§ **TASK PROMPT**
Note each line of the entries that includes "main". Then copy those lines.

§ **EXTRACTED INFORMATION**
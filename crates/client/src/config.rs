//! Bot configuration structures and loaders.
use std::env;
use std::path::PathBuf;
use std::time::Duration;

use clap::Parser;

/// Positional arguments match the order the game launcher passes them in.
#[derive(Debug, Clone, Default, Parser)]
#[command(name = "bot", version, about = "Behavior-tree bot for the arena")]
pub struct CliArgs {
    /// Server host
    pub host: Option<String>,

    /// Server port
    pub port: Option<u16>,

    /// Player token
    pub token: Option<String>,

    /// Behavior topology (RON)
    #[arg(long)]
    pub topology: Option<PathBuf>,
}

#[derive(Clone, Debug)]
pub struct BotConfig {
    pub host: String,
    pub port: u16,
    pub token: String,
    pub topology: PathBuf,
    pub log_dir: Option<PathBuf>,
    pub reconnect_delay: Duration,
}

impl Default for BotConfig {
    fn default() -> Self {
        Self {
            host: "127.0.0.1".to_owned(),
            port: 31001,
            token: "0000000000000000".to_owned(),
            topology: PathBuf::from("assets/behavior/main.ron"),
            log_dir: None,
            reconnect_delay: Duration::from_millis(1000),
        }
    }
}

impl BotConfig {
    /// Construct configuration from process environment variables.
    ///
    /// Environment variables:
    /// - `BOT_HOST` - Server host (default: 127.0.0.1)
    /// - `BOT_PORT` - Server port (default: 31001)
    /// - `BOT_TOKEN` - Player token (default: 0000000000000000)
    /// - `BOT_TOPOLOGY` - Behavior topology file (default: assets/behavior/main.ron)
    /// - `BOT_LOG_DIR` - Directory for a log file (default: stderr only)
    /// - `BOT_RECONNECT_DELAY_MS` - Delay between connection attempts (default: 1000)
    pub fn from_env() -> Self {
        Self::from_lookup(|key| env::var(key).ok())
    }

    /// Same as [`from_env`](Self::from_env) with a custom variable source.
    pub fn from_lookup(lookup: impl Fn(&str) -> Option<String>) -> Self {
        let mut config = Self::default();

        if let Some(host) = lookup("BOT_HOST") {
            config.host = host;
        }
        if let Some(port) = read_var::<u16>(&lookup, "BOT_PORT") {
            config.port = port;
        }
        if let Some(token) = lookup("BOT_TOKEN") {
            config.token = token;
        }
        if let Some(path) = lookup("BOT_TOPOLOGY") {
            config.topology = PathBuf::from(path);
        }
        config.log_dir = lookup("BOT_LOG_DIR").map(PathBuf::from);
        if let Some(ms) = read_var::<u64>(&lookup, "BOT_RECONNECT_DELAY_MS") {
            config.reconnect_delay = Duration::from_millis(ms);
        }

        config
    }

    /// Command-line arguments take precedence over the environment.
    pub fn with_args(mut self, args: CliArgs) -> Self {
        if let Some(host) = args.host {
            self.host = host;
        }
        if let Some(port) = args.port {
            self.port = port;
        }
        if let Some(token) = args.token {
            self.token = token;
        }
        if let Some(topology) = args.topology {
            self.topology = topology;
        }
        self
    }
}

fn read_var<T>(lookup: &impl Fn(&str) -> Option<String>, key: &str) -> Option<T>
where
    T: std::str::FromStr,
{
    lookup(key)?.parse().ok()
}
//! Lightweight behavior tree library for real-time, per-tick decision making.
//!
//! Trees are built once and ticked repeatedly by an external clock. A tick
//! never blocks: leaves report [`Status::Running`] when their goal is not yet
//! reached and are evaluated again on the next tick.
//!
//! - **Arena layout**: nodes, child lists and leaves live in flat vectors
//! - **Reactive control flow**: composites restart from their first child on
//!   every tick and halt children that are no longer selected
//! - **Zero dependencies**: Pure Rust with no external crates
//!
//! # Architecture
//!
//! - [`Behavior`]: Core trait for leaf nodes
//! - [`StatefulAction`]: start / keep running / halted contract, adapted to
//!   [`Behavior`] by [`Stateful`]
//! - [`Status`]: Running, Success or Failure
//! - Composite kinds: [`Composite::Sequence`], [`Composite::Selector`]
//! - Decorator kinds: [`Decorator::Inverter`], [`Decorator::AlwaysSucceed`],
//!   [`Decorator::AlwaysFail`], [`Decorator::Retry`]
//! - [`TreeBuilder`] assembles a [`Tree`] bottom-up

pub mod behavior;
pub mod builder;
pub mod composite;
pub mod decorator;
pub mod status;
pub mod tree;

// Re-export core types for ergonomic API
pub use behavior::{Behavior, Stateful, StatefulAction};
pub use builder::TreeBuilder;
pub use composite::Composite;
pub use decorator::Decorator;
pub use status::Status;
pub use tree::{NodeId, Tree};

==

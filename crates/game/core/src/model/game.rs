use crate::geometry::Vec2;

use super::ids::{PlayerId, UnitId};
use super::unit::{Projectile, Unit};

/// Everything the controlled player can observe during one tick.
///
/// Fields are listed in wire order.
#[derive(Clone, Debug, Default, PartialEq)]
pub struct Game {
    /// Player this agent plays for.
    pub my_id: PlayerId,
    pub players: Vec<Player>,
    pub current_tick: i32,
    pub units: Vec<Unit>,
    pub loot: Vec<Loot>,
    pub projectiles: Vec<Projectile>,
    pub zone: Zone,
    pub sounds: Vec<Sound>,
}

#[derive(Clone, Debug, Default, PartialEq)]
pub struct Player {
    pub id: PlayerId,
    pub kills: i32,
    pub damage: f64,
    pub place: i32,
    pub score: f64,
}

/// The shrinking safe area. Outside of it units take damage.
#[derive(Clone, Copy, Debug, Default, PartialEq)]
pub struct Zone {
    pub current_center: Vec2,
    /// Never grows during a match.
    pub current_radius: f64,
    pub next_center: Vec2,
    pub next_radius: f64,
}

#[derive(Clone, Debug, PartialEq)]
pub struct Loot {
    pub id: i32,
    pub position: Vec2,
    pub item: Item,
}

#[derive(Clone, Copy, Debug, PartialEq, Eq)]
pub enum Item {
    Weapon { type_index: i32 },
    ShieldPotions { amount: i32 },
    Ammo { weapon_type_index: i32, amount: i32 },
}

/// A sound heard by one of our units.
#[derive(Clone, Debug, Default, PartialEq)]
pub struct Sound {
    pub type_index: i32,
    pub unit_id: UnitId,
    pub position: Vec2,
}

--

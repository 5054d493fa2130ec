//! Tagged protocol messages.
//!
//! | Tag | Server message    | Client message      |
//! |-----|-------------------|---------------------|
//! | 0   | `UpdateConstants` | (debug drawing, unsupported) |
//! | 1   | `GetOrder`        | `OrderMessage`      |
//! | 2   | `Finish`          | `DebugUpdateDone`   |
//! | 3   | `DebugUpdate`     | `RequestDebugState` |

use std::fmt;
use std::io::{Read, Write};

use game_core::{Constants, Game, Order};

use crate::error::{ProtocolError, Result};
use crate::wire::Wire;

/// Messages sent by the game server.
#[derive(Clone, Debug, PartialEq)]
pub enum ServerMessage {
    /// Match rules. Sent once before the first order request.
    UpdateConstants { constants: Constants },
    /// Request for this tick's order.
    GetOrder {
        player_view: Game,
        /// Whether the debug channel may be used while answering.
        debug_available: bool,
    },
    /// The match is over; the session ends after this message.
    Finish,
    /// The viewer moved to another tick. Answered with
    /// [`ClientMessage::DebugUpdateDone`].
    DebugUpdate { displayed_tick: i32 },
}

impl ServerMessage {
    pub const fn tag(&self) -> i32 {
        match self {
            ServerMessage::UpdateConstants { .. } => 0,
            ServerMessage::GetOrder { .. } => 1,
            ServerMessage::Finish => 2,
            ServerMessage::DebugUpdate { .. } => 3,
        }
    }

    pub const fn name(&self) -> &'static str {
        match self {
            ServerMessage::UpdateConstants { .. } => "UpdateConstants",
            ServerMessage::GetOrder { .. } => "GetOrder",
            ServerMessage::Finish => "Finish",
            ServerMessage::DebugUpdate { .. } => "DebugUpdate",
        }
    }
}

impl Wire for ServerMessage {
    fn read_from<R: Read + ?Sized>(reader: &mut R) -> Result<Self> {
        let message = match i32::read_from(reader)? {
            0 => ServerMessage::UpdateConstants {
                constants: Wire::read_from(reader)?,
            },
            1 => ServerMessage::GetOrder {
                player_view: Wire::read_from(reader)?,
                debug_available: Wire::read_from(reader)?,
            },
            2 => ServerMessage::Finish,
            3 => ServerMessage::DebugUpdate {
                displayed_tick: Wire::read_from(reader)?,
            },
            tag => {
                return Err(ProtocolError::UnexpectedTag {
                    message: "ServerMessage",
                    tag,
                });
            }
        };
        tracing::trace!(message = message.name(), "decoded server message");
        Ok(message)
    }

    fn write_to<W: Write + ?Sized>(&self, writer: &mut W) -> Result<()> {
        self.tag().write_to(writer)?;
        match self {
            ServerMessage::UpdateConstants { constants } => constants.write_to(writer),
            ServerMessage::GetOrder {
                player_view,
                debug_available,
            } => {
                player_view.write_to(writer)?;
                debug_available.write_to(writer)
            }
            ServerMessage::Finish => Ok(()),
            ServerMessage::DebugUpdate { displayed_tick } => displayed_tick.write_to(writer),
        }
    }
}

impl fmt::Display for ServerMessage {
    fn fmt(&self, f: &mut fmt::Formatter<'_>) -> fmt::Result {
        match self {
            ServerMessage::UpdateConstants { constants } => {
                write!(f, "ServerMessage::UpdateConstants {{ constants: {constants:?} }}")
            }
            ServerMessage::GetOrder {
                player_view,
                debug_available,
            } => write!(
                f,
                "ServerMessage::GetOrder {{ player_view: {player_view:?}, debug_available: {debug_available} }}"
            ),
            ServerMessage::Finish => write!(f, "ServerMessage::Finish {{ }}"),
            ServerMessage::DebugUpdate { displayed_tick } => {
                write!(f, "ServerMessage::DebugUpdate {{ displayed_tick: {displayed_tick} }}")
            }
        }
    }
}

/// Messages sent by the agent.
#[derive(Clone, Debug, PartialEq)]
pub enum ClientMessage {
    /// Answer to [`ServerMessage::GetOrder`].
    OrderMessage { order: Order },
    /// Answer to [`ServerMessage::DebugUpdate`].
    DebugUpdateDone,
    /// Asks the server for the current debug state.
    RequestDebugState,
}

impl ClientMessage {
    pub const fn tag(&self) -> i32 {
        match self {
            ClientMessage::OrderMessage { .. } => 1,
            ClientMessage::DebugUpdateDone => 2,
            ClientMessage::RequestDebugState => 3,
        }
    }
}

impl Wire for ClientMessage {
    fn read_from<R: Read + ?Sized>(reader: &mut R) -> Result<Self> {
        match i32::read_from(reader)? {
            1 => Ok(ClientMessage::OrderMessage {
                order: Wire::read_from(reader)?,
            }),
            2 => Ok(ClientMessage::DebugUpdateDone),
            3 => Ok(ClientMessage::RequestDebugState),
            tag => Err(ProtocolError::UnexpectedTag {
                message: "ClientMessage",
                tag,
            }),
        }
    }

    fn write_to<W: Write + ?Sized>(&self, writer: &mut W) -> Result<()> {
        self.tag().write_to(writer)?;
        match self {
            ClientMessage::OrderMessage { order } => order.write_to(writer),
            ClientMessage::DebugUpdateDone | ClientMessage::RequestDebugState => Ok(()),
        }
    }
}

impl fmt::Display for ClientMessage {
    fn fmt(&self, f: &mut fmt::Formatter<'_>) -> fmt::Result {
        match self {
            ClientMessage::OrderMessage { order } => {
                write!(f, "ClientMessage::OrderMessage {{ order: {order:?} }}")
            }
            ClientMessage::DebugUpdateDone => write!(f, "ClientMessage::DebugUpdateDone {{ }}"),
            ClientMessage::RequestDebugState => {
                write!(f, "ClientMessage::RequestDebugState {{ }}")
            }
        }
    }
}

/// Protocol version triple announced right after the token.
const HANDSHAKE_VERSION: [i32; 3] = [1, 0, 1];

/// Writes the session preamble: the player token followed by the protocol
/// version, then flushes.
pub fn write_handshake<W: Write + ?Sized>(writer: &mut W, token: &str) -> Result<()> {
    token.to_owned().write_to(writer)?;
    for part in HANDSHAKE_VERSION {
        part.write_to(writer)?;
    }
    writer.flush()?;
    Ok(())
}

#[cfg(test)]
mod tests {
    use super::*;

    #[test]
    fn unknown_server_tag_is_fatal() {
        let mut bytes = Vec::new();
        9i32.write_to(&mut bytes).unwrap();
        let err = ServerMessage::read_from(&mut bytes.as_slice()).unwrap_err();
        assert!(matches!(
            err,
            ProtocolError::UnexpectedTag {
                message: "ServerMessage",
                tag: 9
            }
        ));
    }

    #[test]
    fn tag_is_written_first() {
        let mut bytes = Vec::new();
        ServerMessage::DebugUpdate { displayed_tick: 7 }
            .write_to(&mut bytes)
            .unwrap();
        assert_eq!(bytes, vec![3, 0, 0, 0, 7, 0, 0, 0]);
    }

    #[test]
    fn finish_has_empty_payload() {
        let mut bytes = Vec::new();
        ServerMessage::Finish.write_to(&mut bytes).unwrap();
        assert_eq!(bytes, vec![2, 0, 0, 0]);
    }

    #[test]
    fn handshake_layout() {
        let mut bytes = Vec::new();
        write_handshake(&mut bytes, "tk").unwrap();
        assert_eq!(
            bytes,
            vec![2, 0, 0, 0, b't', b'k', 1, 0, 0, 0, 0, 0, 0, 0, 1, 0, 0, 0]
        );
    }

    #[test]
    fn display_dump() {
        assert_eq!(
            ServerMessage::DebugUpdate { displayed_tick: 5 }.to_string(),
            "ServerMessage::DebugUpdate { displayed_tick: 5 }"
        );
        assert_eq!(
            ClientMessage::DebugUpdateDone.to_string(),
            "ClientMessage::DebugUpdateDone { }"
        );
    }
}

§ **OUTPUT OF THE EXERCISE**
            topology: PathBuf::from("assets/behavior/main.ron"),
    /// - `BOT_TOPOLOGY` - Behavior topology file (default: assets/behavior/main.ron)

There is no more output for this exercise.